Listening is not easy & there are a number of obstacles that stand in the way of effective listening, both within & outside the workplace. These barriers are categorized as followes 1. PHYSIOLOGICAL BARRIERS : Some people may have genuine hearing problems or deficiencies that prevent them from listening properly. Once detected, they can generally be treated. Other people may have difficulty in

processing information or memory related problems which make them poor listeners. Another physiological barrier is rapid thought. Listeners have the ability to process information at the rate of approximately 500 words per minute, whereas speakers talk at around 125 words per minute. Since listeners are left with a lot of spare time, their attention may not be focused on what the speaker is saying, but may wander elsewhere. 2. PHYSICAL BARRIERS : These refer to distractions in the environment such as the sound of an air conditioner, cigarette smoke or an overheated room, which interface with listeing process. They could also be in the form of information overload. 3. ATTITUDINAL BARRIERS : Pre-occupation with personal or work related problems can make it difficult to focus ones attention completely on what a speaker is saying, even if what is being said is of prime importance. Another common attitudinal barrier is egocentrism or the belief that you are more knowledgeable than the speaker & that you have nothing new to learn from his ideas. People with this kind of closed minded attitude make very poor listeners. 4. WRONG ASSUMPTIONS : The success of communication depends on both the sender & the receiver, as we have seen in an earlier unit. It is wrong to assume that communication is the sole responsibility of the sender or the speaker & that listeners have no role to play. Such an assumption can be a bog barrier to listening. Another wrong assumption is to think that listening is a passive activity, in which a listener merely absorbs the thoughts of the speaker. Yet another barrier of this type is to assume that speakers are more powerful than listeners. Speakers are seen as being in command of things, whereas listeners are seen to be weak & lacking authority. 5. CULTURAL BARRIERS : Accents can be barriers to listening, since they interfere with the ability to understand the meaning of words that are pronounced differently. The problem of different accents arises not only between cultures but also within a culture. Another type of cultural barrier is differing cultural values. The importance attached to listening & speaking differs in western & oriental cultures. Generally, orientals regard listening & silence as another a virtue whereas westeners attach greater importance to speaking. Therefore this would interfere with the listening process when two people from these two different cultures communicate.
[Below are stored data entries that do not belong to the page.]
//! OpenAI-compatible chat/completions client.
//! Connection pooling via reqwest, simple request pacing, no retries: a
//! failed call is reported once and the caller falls back.

use std::sync::Arc;
use std::time::{Duration, Instant};

use futures_util::future::{BoxFuture, FutureExt};
use serde::{Deserialize, Serialize};
use tracing::{debug, warn};

use super::{GenerationProvider, TranslationProvider};
use crate::config::ProviderSettings;
use crate::error::ProviderError;
use crate::normalize::strip_code_fences;

/// Chat completions client used for both recipe generation and translation.
pub struct ChatClient {
    http: reqwest::Client,
    api_key: String,
    base_url: String,
    model: String,
    /// Tracks the next allowed request time.
    next_allowed: Arc<tokio::sync::Mutex<Instant>>,
    /// Minimum interval between requests.
    min_interval: Duration,
}

const GENERATION_SYSTEM_PROMPT: &str =
    "You are a professional chef. Reply with a single JSON value that matches the given schema, nothing else.";
const TRANSLATION_SYSTEM_PROMPT: &str =
    "You are a culinary translator. Output only the translation, nothing else.";

impl ChatClient {
    pub fn new(
        api_key: impl Into<String>,
        base_url: impl Into<String>,
        model: impl Into<String>,
    ) -> Result<Self, ProviderError> {
        let http = reqwest::Client::builder()
            .pool_max_idle_per_host(4)
            .pool_idle_timeout(Duration::from_secs(90))
            .timeout(Duration::from_secs(45))
            .build()
            .map_err(|e| ProviderError::Http(e.to_string()))?;

        Ok(Self {
            http,
            api_key: api_key.into(),
            base_url: base_url.into().trim_end_matches('/').to_string(),
            model: model.into(),
            next_allowed: Arc::new(tokio::sync::Mutex::new(Instant::now())),
            min_interval: Duration::from_millis(100), // 10 req/s
        })
    }

    /// Build from settings; fails with `MissingCredential` when no key is set.
    pub fn from_settings(settings: &ProviderSettings) -> Result<Self, ProviderError> {
        let key = settings
            .llm_api_key
            .as_deref()
            .ok_or(ProviderError::MissingCredential("RECIPE_LLM_API_KEY"))?;
        Self::new(key, &settings.llm_base_url, &settings.llm_model)
    }

    /// Wait until the pacing window allows a request.
    async fn rate_limit_wait(&self) {
        let mut next = self.next_allowed.lock().await;
        let now = Instant::now();
        if *next > now {
            tokio::time::sleep(*next - now).await;
        }
        *next = Instant::now() + self.min_interval;
    }

    async fn chat(
        &self,
        system: &str,
        user: &str,
        json_mode: bool,
        temperature: f32,
    ) -> Result<String, ProviderError> {
        self.rate_limit_wait().await;

        let body = ChatRequest {
            model: &self.model,
            messages: vec![
                ChatMessage { role: "system", content: system },
                ChatMessage { role: "user", content: user },
            ],
            temperature,
            response_format: json_mode.then_some(ResponseFormat { kind: "json_object" }),
        };

        let start = Instant::now();
        let resp = self
            .http
            .post(format!("{}/v1/chat/completions", self.base_url))
            .bearer_auth(&self.api_key)
            .json(&body)
            .send()
            .await?;

        let status = resp.status();
        if !status.is_success() {
            let body_text = resp.text().await.unwrap_or_default();
            warn!(status = status.as_u16(), "chat completion rejected");
            return Err(ProviderError::Status {
                status: status.as_u16(),
                body: body_text.chars().take(200).collect(),
            });
        }

        let parsed: ChatResponse = resp.json().await?;
        let content = parsed
            .choices
            .into_iter()
            .next()
            .and_then(|c| c.message.content)
            .ok_or_else(|| ProviderError::Malformed("no choices in response".into()))?;

        debug!(
            elapsed_ms = start.elapsed().as_millis() as u64,
            chars = content.len(),
            "chat completion received"
        );
        Ok(content)
    }
}

impl GenerationProvider for ChatClient {
    fn generate<'a>(
        &'a self,
        prompt: &'a str,
        schema: &'a serde_json::Value,
    ) -> BoxFuture<'a, Result<serde_json::Value, ProviderError>> {
        async move {
            let user = format!("{prompt}\n\nJSON schema:\n{schema}");
            let reply = self.chat(GENERATION_SYSTEM_PROMPT, &user, true, 0.7).await?;
            Ok(serde_json::from_str(strip_code_fences(&reply))?)
        }
        .boxed()
    }
}

impl TranslationProvider for ChatClient {
    fn complete<'a>(&'a self, prompt: &'a str) -> BoxFuture<'a, Result<String, ProviderError>> {
        self.chat(TRANSLATION_SYSTEM_PROMPT, prompt, false, 0.1).boxed()
    }
}

// --- Wire types ---

#[derive(Serialize)]
struct ChatRequest<'a> {
    model: &'a str,
    messages: Vec<ChatMessage<'a>>,
    temperature: f32,
    #[serde(skip_serializing_if = "Option::is_none")]
    response_format: Option<ResponseFormat>,
}

#[derive(Serialize)]
struct ChatMessage<'a> {
    role: &'static str,
    content: &'a str,
}

#[derive(Serialize)]
struct ResponseFormat {
    #[serde(rename = "type")]
    kind: &'static str,
}

#[derive(Deserialize)]
struct ChatResponse {
    choices: Vec<ChatChoice>,
}

#[derive(Deserialize)]
struct ChatChoice {
    message: ChatReplyMessage,
}

#[derive(Deserialize)]
struct ChatReplyMessage {
    content: Option<String>,
}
6. GENDER BARRIERS : Communication research has shown that gender can be a barrier to listening. Studies have revealed that men & women listen very differently & for different purposes. Women are more likely to listen for the emotions behind a speakers words, while men listen more for the facts & the content. 7. LACK OF TRAINING : Listening is not an inborn skill. People are not born good listeners. They have to develop the art of listening through practice & traning. Lack of training in listening skills is an important barrier to listening, especially in the Indian context. 8. BAD LISTENING HABITS : Most people are very average listeners who have developed poor listening habits that are hard to shed & that act as barriers to listening. Another habit is to avoid difficult listening & to tune off deliberately, if the subject is too technical or difficult to understand. Sometimes, the subject itself may be dismissed as uninteresting because the listner does not want to listen.


1. DISCRIMINATIVE LISTENING : This is the most basic type of listening, whereby the difference between the sounds is identified. Unless the differences between the sounds are identified, the meaning expressed by such differences cannot be grasped. Once we learn to distinguish between sounds in our own language, we are able to do the same in other languages. One reason why people belonging to one country find it difficult to speak the language of another country is that they find the sounds sililar & cannot understand the subtle differences. 2. COMPREHENSION LISTENING : Once we have learnt to discriminate between the different sounds, the next step is to try to comprehend the meaning of these sounds. In order to do this, we require a dictionary of words, along with the rules of grammer & syntex. Apart from the verbal communication, we also need to understand the meaning conveyed by the speakers nonverbal behavior. This can be achieved by closely observing varous aspects of the speakers body language & tone of voice.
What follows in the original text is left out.